WHAT IS EXPECTED =
Scan the records for the word "struct". Copy each line that includes it.

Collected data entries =
::::

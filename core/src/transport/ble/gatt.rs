/// Provisioning characteristic wire format
///
/// A write is `offset:u16-LE | reserved:u8 | length:u8 | data[length]`.
/// The protocol only knows fixed 16-byte chunks, four of them per key.
/// A read returns the two-byte status `[confirmed_this_round, confirmed_total]`.
use crate::crypto::KEY_MATERIAL_LEN;
use thiserror::Error;

/// Size of the chunk header in bytes
pub const CHUNK_HEADER_LEN: usize = 4;

/// Payload bytes carried by every chunk
pub const CHUNK_PAYLOAD_LEN: usize = 16;

/// Chunks needed to move one key
pub const CHUNKS_PER_KEY: usize = KEY_MATERIAL_LEN / CHUNK_PAYLOAD_LEN;

/// Value the sender places in the reserved header byte
pub const RESERVED_SENTINEL: u8 = 0xFF;

/// Errors for chunk and status decoding
#[derive(Error, Debug, Clone, PartialEq, Eq)]
pub enum ChunkError {
    #[error("Chunk length {0} is not 16")]
    InvalidLength(u8),
    #[error("Chunk truncated: {0} bytes")]
    Truncated(usize),
    #[error("Chunk declares {declared} payload bytes but carries {actual}")]
    PayloadMismatch { declared: usize, actual: usize },
    #[error("Status value truncated: {0} bytes")]
    StatusTruncated(usize),
}

/// Decoded chunk header
#[derive(Debug, Clone, Copy, PartialEq, Eq)]
pub struct ChunkHeader {
    pub offset: u16,
    pub reserved: u8,
    pub length: u8,
}

/// One provisioning write, borrowed from the raw value
#[derive(Debug, Clone, Copy, PartialEq, Eq)]
pub struct Chunk<'a> {
    pub header: ChunkHeader,
    pub payload: &'a [u8],
}

impl<'a> Chunk<'a> {
    /// Parse and validate a raw characteristic write
    pub fn parse(value: &'a [u8]) -> Result<Self, ChunkError> {
        if value.len() < CHUNK_HEADER_LEN {
            return Err(ChunkError::Truncated(value.len()));
        }
        let header = ChunkHeader {
            offset: u16::from_le_bytes([value[0], value[1]]),
            reserved: value[2],
            length: value[3],
        };
        if header.length as usize != CHUNK_PAYLOAD_LEN {
            return Err(ChunkError::InvalidLength(header.length));
        }
        let payload = &value[CHUNK_HEADER_LEN..];
        if payload.len() != CHUNK_PAYLOAD_LEN {
            return Err(ChunkError::PayloadMismatch {
                declared: CHUNK_PAYLOAD_LEN,
                actual: payload.len(),
            });
        }
        Ok(Self { header, payload })
    }
}

/// Build the characteristic write carrying `data` at `offset`
pub fn encode_chunk(offset: u16, data: &[u8; CHUNK_PAYLOAD_LEN]) -> Vec<u8> {
    let mut out = Vec::with_capacity(CHUNK_HEADER_LEN + CHUNK_PAYLOAD_LEN);
    out.extend_from_slice(&offset.to_le_bytes());
    out.push(RESERVED_SENTINEL);
    out.push(CHUNK_PAYLOAD_LEN as u8);
    out.extend_from_slice(data);
    out
}

/// Receiver progress as reported on read
#[derive(Debug, Clone, Copy, PartialEq, Eq, Default)]
pub struct ProvisioningStatus {
    /// Bytes confirmed since the last offset-0 restart
    pub round_confirmed: u8,
    /// Bytes confirmed in total for the current key
    pub total_confirmed: u8,
}

impl ProvisioningStatus {
    pub fn to_bytes(self) -> Vec<u8> {
        vec![self.round_confirmed, self.total_confirmed]
    }

    pub fn from_bytes(value: &[u8]) -> Result<Self, ChunkError> {
        match value {
            [round, total, ..] => Ok(Self {
                round_confirmed: *round,
                total_confirmed: *total,
            }),
            _ => Err(ChunkError::StatusTruncated(value.len())),
        }
    }
}

#[cfg(test)]
mod tests {
    use super::*;

    #[test]
    fn test_encode_layout() {
        let data = [0xABu8; CHUNK_PAYLOAD_LEN];
        let raw = encode_chunk(48, &data);
        assert_eq!(raw.len(), 20);
        assert_eq!(&raw[..4], &[48, 0, 0xFF, 16]);
        assert_eq!(&raw[4..], &data);
    }

    #[test]
    fn test_parse_encoded_chunk() {
        let data = [3u8; CHUNK_PAYLOAD_LEN];
        let raw = encode_chunk(16, &data);
        let chunk = Chunk::parse(&raw).expect("Parse");
        assert_eq!(chunk.header.offset, 16);
        assert_eq!(chunk.header.reserved, RESERVED_SENTINEL);
        assert_eq!(chunk.payload, &data);
    }

    #[test]
    fn test_parse_offset_is_little_endian() {
        let mut raw = vec![0x00, 0x01, 0, 16];
        raw.extend_from_slice(&[0u8; 16]);
        assert_eq!(Chunk::parse(&raw).expect("Parse").header.offset, 256);
    }

    #[test]
    fn test_parse_rejects_wrong_length_field() {
        let mut raw = vec![0, 0, 0xFF, 8];
        raw.extend_from_slice(&[0u8; 8]);
        assert_eq!(Chunk::parse(&raw), Err(ChunkError::InvalidLength(8)));
    }

    #[test]
    fn test_parse_rejects_short_header() {
        assert_eq!(Chunk::parse(&[0, 0, 0xFF]), Err(ChunkError::Truncated(3)));
    }

    #[test]
    fn test_parse_rejects_payload_mismatch() {
        let mut raw = vec![0, 0, 0xFF, 16];
        raw.extend_from_slice(&[0u8; 12]);
        assert_eq!(
            Chunk::parse(&raw),
            Err(ChunkError::PayloadMismatch {
                declared: 16,
                actual: 12
            })
        );
    }

    #[test]
    fn test_status_bytes() {
        let status = ProvisioningStatus {
            round_confirmed: 32,
            total_confirmed: 48,
        };
        assert_eq!(status.to_bytes(), vec![32, 48]);
        assert_eq!(ProvisioningStatus::from_bytes(&[32, 48]), Ok(status));
        assert_eq!(
            ProvisioningStatus::from_bytes(&[1]),
            Err(ChunkError::StatusTruncated(1))
        );
    }
}
use super::BytesCompression;

use serde::{Deserialize, Serialize};

/// The [Snappy compression algorithm](https://en.wikipedia.org/wiki/Snappy_(compression)).
/// Uses a pure Rust implementation, making it suitable for use with the WASM target.
#[derive(Clone, Copy, Debug, Deserialize, Serialize)]
pub struct Snappy;

impl BytesCompression for Snappy {
    fn compress_bytes(&self, bytes: &[u8], compressed_bytes: impl std::io::Write) {
        let mut encoder = snap::write::FrameEncoder::new(compressed_bytes);
        std::io::copy(&mut std::io::Cursor::new(bytes), &mut encoder).unwrap();
        encoder.into_inner().expect("failed to flush the writer");
    }

    fn decompress_bytes(
        compressed_bytes: &[u8],
        bytes: &mut impl std::io::Write,
    ) -> std::io::Result<()> {
        let mut decoder = snap::read::FrameDecoder::new(compressed_bytes);
        std::io::copy(&mut decoder, bytes)?;

        Ok(())
    }
}

// ████████╗███████╗███████╗████████╗███████╗
// ╚══██╔══╝██╔════╝██╔════╝╚══██╔══╝██╔════╝
//    ██║   █████╗  ███████╗   ██║   ███████╗
//    ██║   ██╔══╝  ╚════██║   ██║   ╚════██║
//    ██║   ███████╗███████║   ██║   ███████║
//    ╚═╝   ╚══════╝╚══════╝   ╚═╝   ╚══════╝
// ████████╗███████╗███████╗████████╗
// ╚══██╔══╝██╔════╝██╔════╝╚══██╔══╝
//    ██║   █████╗  ███████╗   ██║
//    ██║   ██╔══╝  ╚════██║   ██║
//    ██║   ███████╗███████║   ██║
//    ╚═╝   ╚══════╝╚══════╝   ╚═╝

#[cfg(test)]
mod tests {
    use super::*;

    use pretty_assertions::assert_eq;

    fn assert_budget<B: BytesCompression>(packet: &PacketBuilder<B>) {
        assert_eq!(
            packet.bytes_in_use() + packet.bytes_available() + packet.bytes_reserved(),
            packet.target_size()
        );
    }

    #[test]
    fn budget_invariant_holds_across_operations() {
        let mut packet = PacketBuilder::uncompressed(64);
        assert_budget(&packet);

        assert!(packet.append_bytes(&[1, 2, 3, 4]));
        assert_budget(&packet);

        assert!(packet.reserve_bytes(10));
        assert_budget(&packet);

        assert!(packet.append_bitmask(0xAB));
        assert_budget(&packet);

        assert!(packet.release_reserved_bytes(10));
        assert_budget(&packet);

        let checkpoint = packet.start_level();
        packet.append_color(Color3::new(1, 2, 3));
        packet.discard_level(checkpoint);
        assert_budget(&packet);
    }

    #[test]
    fn append_fails_cleanly_when_full() {
        let mut packet = PacketBuilder::uncompressed(4);
        assert!(packet.append_bytes(&[1, 2, 3]));
        assert!(!packet.append_bytes(&[4, 5]));
        assert_eq!(packet.bytes_in_use(), 3);
        assert!(packet.append_bytes(&[4]));
        assert!(!packet.append_bitmask(0xFF));
    }

    #[test]
    fn reservation_blocks_appends_until_released() {
        let mut packet = PacketBuilder::uncompressed(8);
        assert!(packet.reserve_bytes(6));
        assert!(!packet.append_bytes(&[0; 4]));
        assert!(packet.append_bytes(&[0; 2]));

        assert!(packet.release_reserved_bytes(6));
        assert!(packet.append_bytes(&[0; 4]));

        assert!(!packet.release_reserved_bytes(1));
    }

    #[test]
    fn reserve_beyond_budget_fails() {
        let mut packet = PacketBuilder::uncompressed(8);
        assert!(!packet.reserve_bytes(9));
        assert_eq!(packet.bytes_reserved(), 0);
    }

    #[test]
    fn discard_level_restores_exact_state() {
        let mut packet = PacketBuilder::uncompressed(64);
        packet.append_bytes(&[9, 9]);
        packet.reserve_bytes(3);

        let before = packet.counters();
        let checkpoint = packet.start_level();
        packet.append_bitmask(0x0F);
        packet.append_color(Color3::new(10, 20, 30));
        packet.reserve_bytes(2);
        packet.discard_level(checkpoint);

        assert_eq!(packet.bytes_in_use(), 2);
        assert_eq!(packet.bytes_reserved(), 3);
        assert_eq!(packet.content(), &[9, 9]);
        assert_eq!(packet.counters(), before);
    }

    #[test]
    fn category_counters_track_what_bytes_were_spent_on() {
        let mut packet = PacketBuilder::uncompressed(64);
        let code = OctalCode::from_digits(&[3, 1]).unwrap();
        assert!(packet.start_subtree(Some(&code)));
        packet.append_bitmask(0x01);
        packet.append_color(Color3::new(1, 2, 3));
        packet.append_bitmask(0x00);

        let counters = packet.counters();
        assert_eq!(counters.code_bytes, code.wire_len());
        assert_eq!(counters.bitmask_bytes, 2);
        assert_eq!(counters.color_bytes, 3);
        assert_eq!(
            counters.code_bytes + counters.bitmask_bytes + counters.color_bytes,
            packet.bytes_in_use()
        );

        packet.discard_subtree();
        assert_eq!(packet.counters(), CategoryCounters::default());
    }

    #[test]
    fn discard_subtree_rolls_back_code_and_content() {
        let mut packet = PacketBuilder::uncompressed(64);
        let code = OctalCode::from_digits(&[1, 2]).unwrap();
        assert!(packet.start_subtree(Some(&code)));
        packet.append_bitmask(0x01);
        packet.discard_subtree();
        assert!(packet.is_empty());

        // A committed subtree survives a later discard.
        assert!(packet.start_subtree(Some(&code)));
        packet.append_bitmask(0x01);
        packet.end_subtree();
        let committed = packet.bytes_in_use();
        assert!(packet.start_subtree(None));
        packet.discard_subtree();
        assert_eq!(packet.bytes_in_use(), committed);
    }

    #[test]
    fn update_prior_bitmask_rewrites_in_place() {
        let mut packet = PacketBuilder::uncompressed(16);
        packet.append_bytes(&[0xAA]);
        let at = packet.bytes_in_use();
        packet.append_bitmask(0xFF);
        packet.append_bytes(&[0xBB]);

        assert!(packet.update_prior_bitmask(at, 0x7F));
        assert_eq!(packet.content(), &[0xAA, 0x7F, 0xBB]);

        assert!(!packet.update_prior_bitmask(99, 0x00));
    }

    #[test]
    fn uncompressed_finalize_returns_appended_bytes() {
        let mut packet = PacketBuilder::uncompressed(16);
        packet.append_bytes(&[1, 2, 3]);
        assert_eq!(packet.finalized_data(), Some(&[1u8, 2, 3][..]));
        assert_eq!(packet.finalized_size(), Some(3));

        let mut receiver = PacketBuilder::uncompressed(16);
        assert!(receiver.load_finalized_content(&[1, 2, 3]));
        assert_eq!(receiver.content(), &[1, 2, 3]);
    }

    #[test]
    fn oversized_content_is_rejected_on_load() {
        let mut receiver = PacketBuilder::uncompressed(8);
        assert!(!receiver.load_finalized_content(&[0u8; 16]));
        assert!(receiver.is_empty());
        assert_eq!(receiver.bytes_available(), 8);
    }

    #[cfg(feature = "lz4")]
    mod lz4_tests {
        use super::*;
        use crate::compression::Lz4;

        use pretty_assertions::assert_eq;

        #[test]
        fn compressed_finalize_round_trips() {
            let mut packet = PacketBuilder::new(Some(Lz4 { level: 4 }), 256);
            let payload: Vec<u8> = std::iter::repeat(7u8).take(100).collect();
            assert!(packet.append_bytes(&payload));

            let wire = packet.finalized_data().unwrap().to_vec();
            assert!(wire.len() < payload.len());

            let mut receiver = PacketBuilder::new(Some(Lz4 { level: 4 }), 256);
            assert!(receiver.load_finalized_content(&wire));
            assert_eq!(receiver.content(), payload.as_slice());
        }

        #[test]
        fn finalize_is_lazy_until_dirtied() {
            let mut packet = PacketBuilder::new(Some(Lz4 { level: 4 }), 256);
            packet.append_bytes(&[1, 2, 3]);
            let first = packet.finalized_data().unwrap().to_vec();
            // No appends in between: same bytes without recompressing.
            assert_eq!(packet.finalized_data(), Some(first.as_slice()));

            packet.append_bytes(&[4]);
            let second = packet.finalized_data().unwrap().to_vec();
            assert_ne!(first, second);
        }

        #[test]
        fn oversized_compressed_payload_reports_failure() {
            // Incompressible bytes grow under compression; with fewer new bytes than
            // the end_level re-check threshold the overflow is only caught at
            // finalization, which must refuse to hand out an over-cap payload.
            let mut packet = PacketBuilder::new(Some(Lz4 { level: 4 }), 260);
            let mut state = 0x2545_f491_4f6c_dd1du64;
            let noise: Vec<u8> = (0..250)
                .map(|_| {
                    state = state
                        .wrapping_mul(6_364_136_223_846_793_005)
                        .wrapping_add(1_442_695_040_888_963_407);
                    (state >> 56) as u8
                })
                .collect();

            let checkpoint = packet.start_level();
            assert!(packet.append_bytes(&noise));
            assert!(packet.end_level(checkpoint));

            assert!(packet.finalized_data().is_none());
            assert!(packet.finalized_size().is_none());
        }

        #[test]
        fn malformed_compressed_content_is_rejected() {
            let mut receiver = PacketBuilder::new(Some(Lz4 { level: 4 }), 256);
            assert!(!receiver.load_finalized_content(&[0xDE, 0xAD, 0xBE, 0xEF]));
            assert!(receiver.is_empty());
        }
    }
}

::::

SOLUTION FOR THIS PROBLEM =
pub struct ChunkHeader {
pub struct Chunk<'a> {
pub struct ProvisioningStatus {
pub struct Snappy;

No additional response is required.